Zu den ältesten überlieferten Tanzkulturen gehört jene der Yorubas aus Afrika. Sie verbinden sich mit ihrem Tanz und Gesang mit den Naturkräften, also dem Donner, dem Meer, der Erde oder dem Regen. «Der Tanz kam vor dem geschriebenen Wort, vor der Religion, es war ein Gebet mit dem Körper und dem ganzen Sein», sagt Farner.

Walzer war verboten

Je nach Kultur und Religion wurde das Tanzen über die Jahrhunderte geprägt, geformt oder gar verboten. So der Walzer. Heute gutbürgerlich, war der schwungvolle Schritt einst revolutionär: Eng umschlungen drehten sich Mann und Frau im ununterbrochenen Wirbel in eine gemeinsame Trance. Erste Spuren des berauschenden ¾-Takts gehen bis ins 12. Jahrhundert zurück, immer wieder wurde der Tanz von Kirche und Staat verboten.
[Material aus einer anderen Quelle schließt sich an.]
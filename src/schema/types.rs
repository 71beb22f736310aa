//! Field kinds and schema type descriptions

use std::fmt;

use serde::{Deserialize, Serialize};

/// Index of a schema type inside its [`super::SchemaCatalog`]
#[derive(Debug, Clone, Copy, PartialEq, Eq, Hash, PartialOrd, Ord, Serialize, Deserialize)]
pub struct SchemaId(pub(crate) u32);

impl SchemaId {
    /// Raw arena index
    pub fn index(self) -> usize {
        self.0 as usize
    }
}

impl fmt::Display for SchemaId {
    fn fmt(&self, f: &mut fmt::Formatter<'_>) -> fmt::Result {
        write!(f, "schema#{}", self.0)
    }
}

/// Kind of a single field
///
/// `Object` embeds a nested record by value. `Ref` instead holds the
/// [`crate::ChunkId`] of another stored record, so a fixed-layout type may
/// point at itself or at a peer. In both cases the target schema only has
/// to be declared, not yet defined, when the field is added.
#[derive(Debug, Clone, PartialEq, Eq, Hash, Serialize, Deserialize)]
pub enum FieldKind {
    Bool,
    Int8,
    Int16,
    Int32,
    Int64,
    Float32,
    Float64,
    /// UTF-16 code unit, stored as a little-endian u16
    Char,
    /// Length-prefixed UTF-8 string
    Str,
    /// Array with a count fixed by the schema
    FixedArray(Box<FieldKind>, u32),
    /// Array whose count is only known at run time
    List(Box<FieldKind>),
    /// Nested record, never absent
    Object(SchemaId),
    /// Chunk id of a stored record of the given schema, 8 bytes
    Ref(SchemaId),
}

impl FieldKind {
    /// Fixed-count array of `element`
    pub fn fixed_array(element: FieldKind, count: u32) -> Self {
        FieldKind::FixedArray(Box::new(element), count)
    }

    /// Variable-count array of `element`
    pub fn list(element: FieldKind) -> Self {
        FieldKind::List(Box::new(element))
    }

    /// Byte width of primitive kinds, `None` for composite kinds
    pub fn primitive_width(&self) -> Option<u32> {
        match self {
            FieldKind::Bool | FieldKind::Int8 => Some(1),
            FieldKind::Int16 | FieldKind::Char => Some(2),
            FieldKind::Int32 | FieldKind::Float32 => Some(4),
            FieldKind::Int64 | FieldKind::Float64 | FieldKind::Ref(_) => Some(8),
            FieldKind::Str
            | FieldKind::FixedArray(..)
            | FieldKind::List(..)
            | FieldKind::Object(_) => None,
        }
    }

    /// True for kinds with a constant natural width
    pub fn is_primitive(&self) -> bool {
        self.primitive_width().is_some()
    }

    /// Schema this kind embeds by value, looking through fixed arrays
    pub fn embedded_schema(&self) -> Option<SchemaId> {
        match self {
            FieldKind::Object(id) => Some(*id),
            FieldKind::FixedArray(element, _) => element.embedded_schema(),
            _ => None,
        }
    }

    /// Schema named by an `Object` or `Ref` kind, looking through all arrays
    pub fn target_schema(&self) -> Option<SchemaId> {
        match self.innermost() {
            FieldKind::Object(id) | FieldKind::Ref(id) => Some(*id),
            _ => None,
        }
    }

    /// Innermost element kind of nested arrays
    pub fn innermost(&self) -> &FieldKind {
        match self {
            FieldKind::FixedArray(element, _) | FieldKind::List(element) => element.innermost(),
            other => other,
        }
    }
}

impl fmt::Display for FieldKind {
    fn fmt(&self, f: &mut fmt::Formatter<'_>) -> fmt::Result {
        match self {
            FieldKind::Bool => f.write_str("bool"),
            FieldKind::Int8 => f.write_str("int8"),
            FieldKind::Int16 => f.write_str("int16"),
            FieldKind::Int32 => f.write_str("int32"),
            FieldKind::Int64 => f.write_str("int64"),
            FieldKind::Float32 => f.write_str("float32"),
            FieldKind::Float64 => f.write_str("float64"),
            FieldKind::Char => f.write_str("char"),
            FieldKind::Str => f.write_str("string"),
            FieldKind::FixedArray(element, count) => write!(f, "{}[{}]", element, count),
            FieldKind::List(element) => write!(f, "{}[]", element),
            FieldKind::Object(id) => write!(f, "{}", id),
            FieldKind::Ref(id) => write!(f, "&{}", id),
        }
    }
}

/// A named field of a schema type
#[derive(Debug, Clone, PartialEq, Eq, Serialize, Deserialize)]
pub struct FieldDescriptor {
    pub name: String,
    pub kind: FieldKind,
}

impl FieldDescriptor {
    pub fn new(name: impl Into<String>, kind: FieldKind) -> Self {
        Self {
            name: name.into(),
            kind,
        }
    }
}

/// A defined schema type: name plus ordered fields
///
/// Field order fixes both the stream encoding order and the fixed-layout
/// offset order.
#[derive(Debug, Clone, PartialEq, Eq, Serialize, Deserialize)]
pub struct SchemaType {
    pub(crate) id: SchemaId,
    pub(crate) name: String,
    pub(crate) fields: Vec<FieldDescriptor>,
}

impl SchemaType {
    pub fn id(&self) -> SchemaId {
        self.id
    }

    pub fn name(&self) -> &str {
        &self.name
    }

    pub fn fields(&self) -> &[FieldDescriptor] {
        &self.fields
    }

    /// Position of a field by name
    pub fn field_index(&self, name: &str) -> Option<usize> {
        self.fields.iter().position(|f| f.name == name)
    }

    pub fn field(&self, name: &str) -> Option<&FieldDescriptor> {
        self.fields.iter().find(|f| f.name == name)
    }
}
Mit Drehtanz in sich selbst eintauchen: Tanzkultur-Expertin Maya Farner.
Foto: MARC STRAUMANN

Dabei gehört das Drehen zum Menschsein. «Kinder drehen sich im Kreis, bis sie hinfallen und selig in den Himmel schauen», so Farner. Kultisch ist der Drehtanz tief verankert, Schamanen nutzen ihn, um in ihre inneren Welten zu blicken. Bekannt ist er aus dem Sufismus, wo das Drehtanzen von den Mystikern als Gebet gepflegt wird. Farner tanzt und unterrichtet selber den Derwischtanz, frei von religiösen Prägungen: «Während der Körper wirbelt, kann sich der Geist in der Mitte zentrieren.»

Ob man eine meditative Tanzform sucht, sich frei in der Disco bewegt oder den Cha-Cha-Cha tanzt, spielt mit Blick auf die positiven Effekte des Tanzens nicht so eine grosse Rolle. Barbara Studer rät: «Wichtig ist bei jeder Tanzform, nicht in einen Leistungsdruck zu kommen, von dem haben wir im Alltag schon genug.»